Growing demand for the CAUSE Management Institutes resulted in the offering of winter institute programs in Palm Springs to complement the Boulder-based summer programs. New CAUSE Vice President Richard Katz brought a strong track record to the task of continuing the expansion of both collaboration and professional development program initiatives.

Two issues dominated Board attention during the year: discussion about the "crisis" in information technology support services, as faculty, staff, and students dramatically increased their use of technology and corresponding their need for support; and concern for enhancing diversity within CAUSE, building special relationships with minority-based organizations.

A partnership with the National Association of College and University Business Officers (NACUBO) to produce the book Campus Financial Systems for the Future led to a variety of subsequent partnerships in workshops and publications.

As CAUSE's reputation grew for the delivery of high-quality, relevant conferences, other organizations initiated discussions which led to the establishment of a "CAUSE Affiliate" relationship, with CAUSE taking responsibility for not only conference delivery but also for participating in program content planning to ensure a rich variety of consistent, complementary conference experiences across the country and throughout the year.


CAUSE Affiliate relationships were established with the Snowmass Seminars on Academic Computing and the New England Regional Computing Program, and affiliate conferences were held for the first time, further expanding CAUSE's professional development program which now included programs offered as far afield as London and Melbourne. In a return to CAUSE's original alliance from more than thirty years earlier, discussions with CUMREC regarding an affiliate relationship were also under way.

The CAUSE Management Institute added a new program, this one focused on partnerships as a strategy for broadening information technology support campus-wide, beyond central information technology organizations.

True to the promise of networked information, the CAUSE Web became the primary vehicle for delivery of CAUSE resources and communication between CAUSE and its members, with RealAudio and RealVideo versions of conference presentations added to the Web. To position CAUSE for the future, office systems platforms were migrated to Windows NT servers, iMIS (state-of-the-art association management software) was installed, and desktop platforms were converted from Macintosh to Windows 95.
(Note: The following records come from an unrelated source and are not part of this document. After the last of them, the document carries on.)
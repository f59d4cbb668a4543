//! Mail provider client.
//!
//! [`MailClient`] is the narrow surface ingestion needs: fetch the most
//! recent messages. [`GmailApiClient`] implements it against the Gmail REST
//! API with a pre-authorized bearer token (the interactive consent flow that
//! produces the token is outside this system). Response parsing is kept in
//! pure functions over JSON values so it is testable without the network.

use anyhow::{bail, Context, Result};
use async_trait::async_trait;
use base64::engine::general_purpose::{URL_SAFE, URL_SAFE_NO_PAD};
use base64::Engine as _;
use std::path::Path;
use std::sync::Arc;
use std::time::Duration;

use crate::config::MailConfig;
use crate::models::RawMessage;

const DEFAULT_BASE_URL: &str = "https://gmail.googleapis.com/gmail/v1";

#[async_trait]
pub trait MailClient: Send + Sync {
    /// Fetch up to `max_results` recent messages, newest first.
    async fn fetch_messages(&self, max_results: usize) -> Result<Vec<RawMessage>>;
}

/// Always-failing client for `mail.provider = "disabled"`.
pub struct DisabledMailClient;

#[async_trait]
impl MailClient for DisabledMailClient {
    async fn fetch_messages(&self, _max_results: usize) -> Result<Vec<RawMessage>> {
        bail!("mail provider is disabled")
    }
}

/// Gmail REST API client.
pub struct GmailApiClient {
    token: String,
    base_url: String,
    client: reqwest::Client,
}

impl GmailApiClient {
    /// Build a client from configuration: the bearer token comes from the
    /// `GMAIL_ACCESS_TOKEN` environment variable or from the configured
    /// token file (raw token or JSON with an `access_token` field).
    pub fn new(config: &MailConfig) -> Result<Self> {
        let token = load_token(config)?;
        let client = reqwest::Client::builder()
            .timeout(Duration::from_secs(config.timeout_secs))
            .build()?;

        Ok(Self {
            token,
            base_url: config
                .base_url
                .clone()
                .unwrap_or_else(|| DEFAULT_BASE_URL.to_string()),
            client,
        })
    }

    async fn get_json(&self, url: &str) -> Result<serde_json::Value> {
        let response = self
            .client
            .get(url)
            .header("Authorization", format!("Bearer {}", self.token))
            .send()
            .await
            .with_context(|| format!("mail API request failed: {url}"))?;

        let status = response.status();
        if !status.is_success() {
            let body = response.text().await.unwrap_or_default();
            bail!("mail API error {}: {}", status, body);
        }

        Ok(response.json().await?)
    }
}

#[async_trait]
impl MailClient for GmailApiClient {
    async fn fetch_messages(&self, max_results: usize) -> Result<Vec<RawMessage>> {
        tracing::info!(max_results, "fetching messages from mail provider");

        let list_url = format!(
            "{}/users/me/messages?maxResults={}",
            self.base_url, max_results
        );
        let listing = self.get_json(&list_url).await?;
        let ids = parse_message_ids(&listing);

        let mut fetched = Vec::with_capacity(ids.len());
        for id in ids {
            let url = format!("{}/users/me/messages/{}?format=full", self.base_url, id);
            let full = self.get_json(&url).await?;
            match parse_message(&full) {
                Ok(message) => fetched.push(message),
                Err(e) => tracing::warn!(message_id = %id, "skipping unparseable message: {e}"),
            }
        }

        tracing::info!(count = fetched.len(), "fetched messages");
        Ok(fetched)
    }
}

fn load_token(config: &MailConfig) -> Result<String> {
    if let Ok(token) = std::env::var("GMAIL_ACCESS_TOKEN") {
        if !token.trim().is_empty() {
            return Ok(token.trim().to_string());
        }
    }

    let path: &Path = config.token_path.as_ref();
    let raw = std::fs::read_to_string(path)
        .with_context(|| format!("failed to read mail token file: {}", path.display()))?;

    // Token files are either the bare token or JSON from the consent flow.
    if let Ok(json) = serde_json::from_str::<serde_json::Value>(&raw) {
        if let Some(token) = json.get("access_token").and_then(|t| t.as_str()) {
            return Ok(token.to_string());
        }
    }

    let token = raw.trim();
    if token.is_empty() {
        bail!("mail token file is empty: {}", path.display());
    }
    Ok(token.to_string())
}

/// Ids from a `users/me/messages` listing.
fn parse_message_ids(json: &serde_json::Value) -> Vec<String> {
    json.get("messages")
        .and_then(|m| m.as_array())
        .map(|messages| {
            messages
                .iter()
                .filter_map(|m| m.get("id").and_then(|id| id.as_str()))
                .map(str::to_string)
                .collect()
        })
        .unwrap_or_default()
}

/// Convert one `format=full` message into a [`RawMessage`].
fn parse_message(json: &serde_json::Value) -> Result<RawMessage> {
    let message_id = json
        .get("id")
        .and_then(|id| id.as_str())
        .ok_or_else(|| anyhow::anyhow!("message missing id"))?
        .to_string();
    let thread_id = json
        .get("threadId")
        .and_then(|t| t.as_str())
        .unwrap_or_default()
        .to_string();

    let payload = json.get("payload").cloned().unwrap_or_default();
    let header = |name: &str| -> Option<String> {
        payload
            .get("headers")
            .and_then(|h| h.as_array())
            .and_then(|headers| {
                headers.iter().find(|h| {
                    h.get("name")
                        .and_then(|n| n.as_str())
                        .map(|n| n.eq_ignore_ascii_case(name))
                        .unwrap_or(false)
                })
            })
            .and_then(|h| h.get("value").and_then(|v| v.as_str()))
            .map(str::to_string)
    };

    let body = extract_body(&payload)
        .or_else(|| {
            json.get("snippet")
                .and_then(|s| s.as_str())
                .map(str::to_string)
        })
        .unwrap_or_default();

    // internalDate is epoch milliseconds as a string.
    let date = json
        .get("internalDate")
        .and_then(|d| d.as_str())
        .and_then(|d| d.parse::<i64>().ok())
        .map(|ms| ms / 1000)
        .unwrap_or_else(|| chrono::Utc::now().timestamp());

    Ok(RawMessage {
        message_id,
        thread_id,
        subject: header("Subject").unwrap_or_else(|| "(no subject)".to_string()),
        from_address: header("From").unwrap_or_default(),
        to_addresses: header("To").unwrap_or_default(),
        cc_addresses: header("Cc"),
        bcc_addresses: header("Bcc"),
        raw_html: body,
        date,
    })
}

/// Walk the MIME tree for the first `text/html` part, falling back to
/// `text/plain`, decoding the provider's url-safe base64.
fn extract_body(payload: &serde_json::Value) -> Option<String> {
    find_part(payload, "text/html").or_else(|| find_part(payload, "text/plain"))
}

fn find_part(part: &serde_json::Value, mime_type: &str) -> Option<String> {
    let part_mime = part.get("mimeType").and_then(|m| m.as_str()).unwrap_or("");
    if part_mime == mime_type {
        if let Some(data) = part
            .get("body")
            .and_then(|b| b.get("data"))
            .and_then(|d| d.as_str())
        {
            return decode_body(data);
        }
    }

    part.get("parts")
        .and_then(|p| p.as_array())
        .and_then(|parts| parts.iter().find_map(|p| find_part(p, mime_type)))
}

fn decode_body(data: &str) -> Option<String> {
    let bytes = URL_SAFE
        .decode(data)
        .or_else(|_| URL_SAFE_NO_PAD.decode(data))
        .ok()?;
    Some(String::from_utf8_lossy(&bytes).into_owned())
}

/// Create the appropriate [`MailClient`] based on configuration.
pub fn create_mail_client(config: &MailConfig) -> Result<Arc<dyn MailClient>> {
    match config.provider.as_str() {
        "disabled" => Ok(Arc::new(DisabledMailClient)),
        "gmail" => Ok(Arc::new(GmailApiClient::new(config)?)),
        other => bail!("unknown mail provider: {}", other),
    }
}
The CAUSE97 conference attracted about 3,200 participants, many, perhaps, drawn by the announced vote of the membership on a consolidation with Educom. The membership overwhelmingly approved consolidation.


Activity within CAUSE increased in intensity as the association prepared to disband and consolidate with Educom.
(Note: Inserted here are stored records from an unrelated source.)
use anyhow::Result;
use sqlx::sqlite::{SqliteConnectOptions, SqlitePool, SqlitePoolOptions};
use std::path::Path;
use std::str::FromStr;

/// Open (creating if missing) the sqlite database at `path`.
///
/// WAL journaling keeps concurrent reads cheap while the ingestion path
/// writes. Parent directories are created as needed.
pub async fn connect(path: &Path) -> Result<SqlitePool> {
    if let Some(parent) = path.parent() {
        std::fs::create_dir_all(parent)?;
    }

    let options = SqliteConnectOptions::from_str(&format!("sqlite:{}", path.display()))?
        .create_if_missing(true)
        .journal_mode(sqlx::sqlite::SqliteJournalMode::Wal)
        .busy_timeout(std::time::Duration::from_secs(5));

    let pool = SqlitePoolOptions::new()
        .max_connections(5)
        .connect_with(options)
        .await?;

    tracing::debug!(path = %path.display(), "opened sqlite database");
    Ok(pool)
}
Brian L. Hawkins, Senior Vice President for Brown University, was appointed EDUCAUSE President as of June 1998, with the consolidation officially taking place on July 1. He early expressed his commitment to drawing on the rich heritage of both groups, continuing a vital professional development and member service focus as well as maintaining a strong policy orientation for the new community.

It is with great pride that the Board, members, and staff watch the traditions of excellence established by both CAUSE and Educom shape the foundations of the new organization.